Bands & Propagation

Two way radio as a subject covers quite a spread of frequencies. For the most part, with respect to land mobile and amateur radio, we are looking at everything from around 1MHz up to 900MHz. I have little to no experience of working with frequencies above 500MHz as this is pretty uncommon in the UK, so I won't be covering it here.
The frequencies used for two way radio have different advantages and disadvantages, with some performing better than others in certain circumstances.
Here we attempt to explore the frequencies in use, their advantages and their disadvantages.

Radio waves amount to the oscillation of charge carriers in bulk material. An example would be the oscillating of the electrons (charge carriers) in an antenna (bulk material). 

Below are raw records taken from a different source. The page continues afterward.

//! Value codecs.
//!
//! A codec is a pure, stateless mapping between an in-memory value and a
//! binary blob. Codecs know nothing about framing or dispatch, and they
//! compose: [`GzipCodec`] decorates any other codec.
//!
//! - [`JsonCodec`] — structured text encoding via `serde_json`
//! - [`IdentityCodec`] — pass-through for pre-serialized bytes
//! - [`GzipCodec`] — gzip applied after the inner encode, before the inner decode
//!
//! ```
//! use seqrpc_codec::{Codec, GzipCodec, JsonCodec};
//! use serde_json::{json, Value};
//!
//! let codec = GzipCodec::new(JsonCodec);
//! let value = json!(["add", [8, 4]]);
//! let blob = Codec::<Value>::encode(&codec, &value).unwrap();
//! assert_eq!(Codec::<Value>::decode(&codec, &blob).unwrap(), value);
//! ```

pub mod error;
pub mod gzip;
pub mod identity;
pub mod json;
pub mod kind;
pub mod traits;

pub use error::{CodecError, Result};
pub use gzip::{GzipCodec, DEFAULT_MAX_DECODED_SIZE};
pub use identity::IdentityCodec;
pub use json::JsonCodec;
pub use kind::CodecKind;
pub use traits::{BoxedCodec, Codec};
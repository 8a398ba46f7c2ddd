/// Errors that can occur while encoding or decoding a value.
#[derive(Debug, thiserror::Error)]
pub enum CodecError {
    /// The value cannot be represented in the codec's format.
    #[error("encode failed: {0}")]
    Encode(String),

    /// The bytes are not valid for the codec's format.
    #[error("decode failed: {0}")]
    Decode(String),

    /// The compression layer failed.
    #[error("compression failed: {0}")]
    Compression(#[source] std::io::Error),

    /// No codec is registered under this name.
    #[error("unknown codec '{0}' (expected one of: json, json-gzip)")]
    UnknownKind(String),

    /// The decompression layer failed (corrupt or truncated stream).
    #[error("decompression failed: {0}")]
    Decompression(#[source] std::io::Error),
}

pub type Result<T> = std::result::Result<T, CodecError>;
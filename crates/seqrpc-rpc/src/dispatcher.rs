use std::any::Any;
use std::panic::{catch_unwind, AssertUnwindSafe};
use std::sync::Arc;

use seqrpc_codec::Codec;
use seqrpc_frame::{FrameError, FramedTransport};
use seqrpc_transport::ByteStream;
use serde_json::Value;
use tracing::{debug, warn};

use crate::envelope::{Request, Response, Status};
use crate::error::Result;
use crate::function::{CallError, FunctionTable, Handler};

/// What one [`Dispatcher::dispatch_once`] cycle did.
#[derive(Debug, Clone, PartialEq, Eq)]
pub struct DispatchReport {
    /// Sequence of the request, echoed on the response.
    pub sequence: u32,
    /// Requested function, if the request was well-formed enough to name one.
    pub function: Option<String>,
    /// Status of the response actually sent.
    pub status: Status,
}

/// Serves requests arriving on one connection.
///
/// Every received frame gets exactly one response carrying the same
/// sequence. Oversized frames, decode failures, malformed envelopes,
/// unknown functions and argument mismatches are answered with an ERROR
/// response; handler
/// failures and panics with an EXCEPTION response. Only transport faults
/// and a response that cannot be encoded even as an error are returned.
pub struct Dispatcher<S, C> {
    transport: FramedTransport<S>,
    codec: C,
    functions: Arc<FunctionTable>,
}

impl<S: ByteStream, C: Codec<Value>> Dispatcher<S, C> {
    pub fn new(
        transport: FramedTransport<S>,
        codec: C,
        functions: impl Into<Arc<FunctionTable>>,
    ) -> Self {
        Self {
            transport,
            codec,
            functions: functions.into(),
        }
    }

    /// Receive one request, run it, and send its response.
    pub fn dispatch_once(&mut self) -> Result<DispatchReport> {
        let frame = match self.transport.recv() {
            Ok(frame) => frame,
            Err(FrameError::OversizedFrame {
                sequence,
                size,
                max,
            }) => {
                warn!(sequence, size, max, "request exceeds frame limit");
                let response = Response::error(format!(
                    "request of {size} bytes exceeds the {max}-byte frame limit"
                ));
                let status = self.respond(sequence, response)?;
                return Ok(DispatchReport {
                    sequence,
                    function: None,
                    status,
                });
            }
            Err(err) => return Err(err.into()),
        };
        let sequence = frame.sequence;

        let (function, response) = self.handle(&frame.payload);
        let status = self.respond(sequence, response)?;

        debug!(
            sequence,
            function = function.as_deref().unwrap_or("-"),
            %status,
            "dispatched"
        );
        Ok(DispatchReport {
            sequence,
            function,
            status,
        })
    }

    /// Dispatch until the peer disconnects. Returns the number of requests
    /// answered.
    pub fn serve(&mut self) -> Result<u64> {
        let mut served = 0u64;
        loop {
            match self.dispatch_once() {
                Ok(_) => served += 1,
                Err(err) if err.is_disconnect() => {
                    debug!(served, "peer disconnected");
                    return Ok(served);
                }
                Err(err) => return Err(err),
            }
        }
    }

    pub fn close(&mut self) -> Result<()> {
        self.transport.close()?;
        Ok(())
    }

    pub fn functions(&self) -> &FunctionTable {
        &self.functions
    }

    pub fn transport(&self) -> &FramedTransport<S> {
        &self.transport
    }

    pub fn transport_mut(&mut self) -> &mut FramedTransport<S> {
        &mut self.transport
    }

    pub fn into_transport(self) -> FramedTransport<S> {
        self.transport
    }

    fn handle(&self, blob: &[u8]) -> (Option<String>, Response) {
        let value = match self.codec.decode(blob) {
            Ok(value) => value,
            Err(err) => {
                return (
                    None,
                    Response::error(format!("could not decode request: {err}")),
                )
            }
        };

        let request = match Request::from_value(value) {
            Ok(request) => request,
            Err(err) => return (None, Response::error(format!("malformed request: {err}"))),
        };

        let response = match self.functions.get(&request.function) {
            Some(handler) => invoke(handler, &request.function, &request.args),
            None => Response::error(format!("unknown function '{}'", request.function)),
        };
        (Some(request.function), response)
    }

    fn respond(&mut self, sequence: u32, response: Response) -> Result<Status> {
        let status = response.status;
        let max = self.transport.config().max_payload_size;

        let encoded = self
            .codec
            .encode(&response.into_value())
            .map_err(|err| err.to_string())
            .and_then(|blob| {
                if blob.len() > max {
                    Err(format!(
                        "response of {} bytes exceeds the {max}-byte frame limit",
                        blob.len()
                    ))
                } else {
                    Ok(blob)
                }
            });

        let (status, blob) = match encoded {
            Ok(blob) => (status, blob),
            Err(reason) => {
                warn!(sequence, %reason, "could not encode response; sending error instead");
                let fallback = Response::error(format!("could not encode response: {reason}"));
                (Status::Error, self.codec.encode(&fallback.into_value())?)
            }
        };

        self.transport.send(&blob, Some(sequence))?;
        Ok(status)
    }
}

impl<S, C> std::fmt::Debug for Dispatcher<S, C> {
    fn fmt(&self, f: &mut std::fmt::Formatter<'_>) -> std::fmt::Result {
        f.debug_struct("Dispatcher")
            .field("transport", &self.transport)
            .field("functions", &self.functions)
            .finish_non_exhaustive()
    }
}

fn invoke(handler: &dyn Handler, function: &str, args: &[Value]) -> Response {
    match catch_unwind(AssertUnwindSafe(|| handler.call(args))) {
        Ok(Ok(value)) => Response::ok(value),
        Ok(Err(CallError::Exception(message))) => Response::exception(message),
        Ok(Err(err)) => Response::error(format!("{function}: {err}")),
        Err(panic) => {
            let message = panic_message(panic.as_ref());
            warn!(function, %message, "handler panicked");
            Response::exception(format!("{function} panicked: {message}"))
        }
    }
}

fn panic_message(payload: &(dyn Any + Send)) -> String {
    if let Some(message) = payload.downcast_ref::<&str>() {
        (*message).to_string()
    } else if let Some(message) = payload.downcast_ref::<String>() {
        message.clone()
    } else {
        "unknown panic payload".to_string()
    }
}
use crate::error::{FrameError, Result};

/// Per-connection source of request sequence numbers.
///
/// Starts at 0 and hands out each `u32` exactly once. After `u32::MAX` has
/// been issued the counter is exhausted and every further draw fails; it
/// never wraps around onto sequence numbers that may still be in flight.
#[derive(Debug, Clone)]
pub struct SequenceCounter {
    next: Option<u32>,
    last: Option<u32>,
}

impl SequenceCounter {
    pub fn new() -> Self {
        Self::starting_at(0)
    }

    /// A counter whose first issued value is `origin`.
    pub fn starting_at(origin: u32) -> Self {
        Self {
            next: Some(origin),
            last: None,
        }
    }

    /// Issue the next sequence number.
    pub fn next_sequence(&mut self) -> Result<u32> {
        let current = self.next.ok_or(FrameError::SequenceExhausted {
            last: self.last.unwrap_or(u32::MAX),
        })?;
        self.next = current.checked_add(1);
        self.last = Some(current);
        Ok(current)
    }

    /// The value the next call to [`next_sequence`](Self::next_sequence)
    /// would return, if any.
    pub fn peek(&self) -> Option<u32> {
        self.next
    }
}

impl Default for SequenceCounter {
    fn default() -> Self {
        Self::new()
    }
}
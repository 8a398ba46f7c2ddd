use seqrpc_codec::Codec;
use seqrpc_frame::{FrameConfig, FramedTransport};
use seqrpc_transport::{Endpoint, SocketStream};
use serde_json::Value;

use crate::error::Result;
use crate::invoker::{Invoker, InvokerConfig};

/// Connect to a listening endpoint as a client.
pub fn connect<C: Codec<Value>>(endpoint: &Endpoint, codec: C) -> Result<Invoker<SocketStream, C>> {
    connect_with_config(
        endpoint,
        codec,
        FrameConfig::default(),
        InvokerConfig::default(),
    )
}

/// Connect with explicit frame and invoker configuration.
///
/// Frame read/write timeouts are applied to the socket and surface as
/// transport faults from [`Invoker::await_response`].
pub fn connect_with_config<C: Codec<Value>>(
    endpoint: &Endpoint,
    codec: C,
    frame_config: FrameConfig,
    invoker_config: InvokerConfig,
) -> Result<Invoker<SocketStream, C>> {
    let stream = SocketStream::connect(endpoint)?;
    let transport = FramedTransport::with_config_socket(stream, frame_config)?;
    Ok(Invoker::with_config(transport, codec, invoker_config))
}
//! Blocking byte-stream abstraction.
//!
//! This is the lowest layer of seqrpc. A [`ByteStream`] offers exactly three
//! things to the layers above it:
//! - `recv_exact(n)`: block until `n` bytes arrive, or fail with end-of-stream
//! - `send_all(bytes)`: block until every byte is accepted
//! - `close()`: idempotent orderly shutdown; afterwards everything fails
//!
//! Short reads and partial writes never leak past this layer.

pub mod endpoint;
pub mod error;
pub mod socket;
pub mod traits;

pub use endpoint::{Endpoint, Listener};
pub use error::{Result, TransportError};
pub use socket::SocketStream;
pub use traits::{ByteStream, IoStream, MAX_CHUNK};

A transmitter generates an alternating electric current which is fed to an antenna. This causes electrons to oscillate in the antenna, and this generates magnetic and electric fields which radiate from the antenna as radio waves.

During the reception of radio waves, the electrons in the antenna are caused to oscillate because of coupling with the oscillating electric and magnetic fields of the radio waves. The oscillation of the electrons in the antenna causes an oscillating current, which is then fed to the receiver. 

Radio waves travel almost completely unimpeded through our atmosphere. the exception to this is where layers of gas at high altitude can become ionised from the Suns radiation, causing radio waves at certain frequencies to be reflected or absorbed. 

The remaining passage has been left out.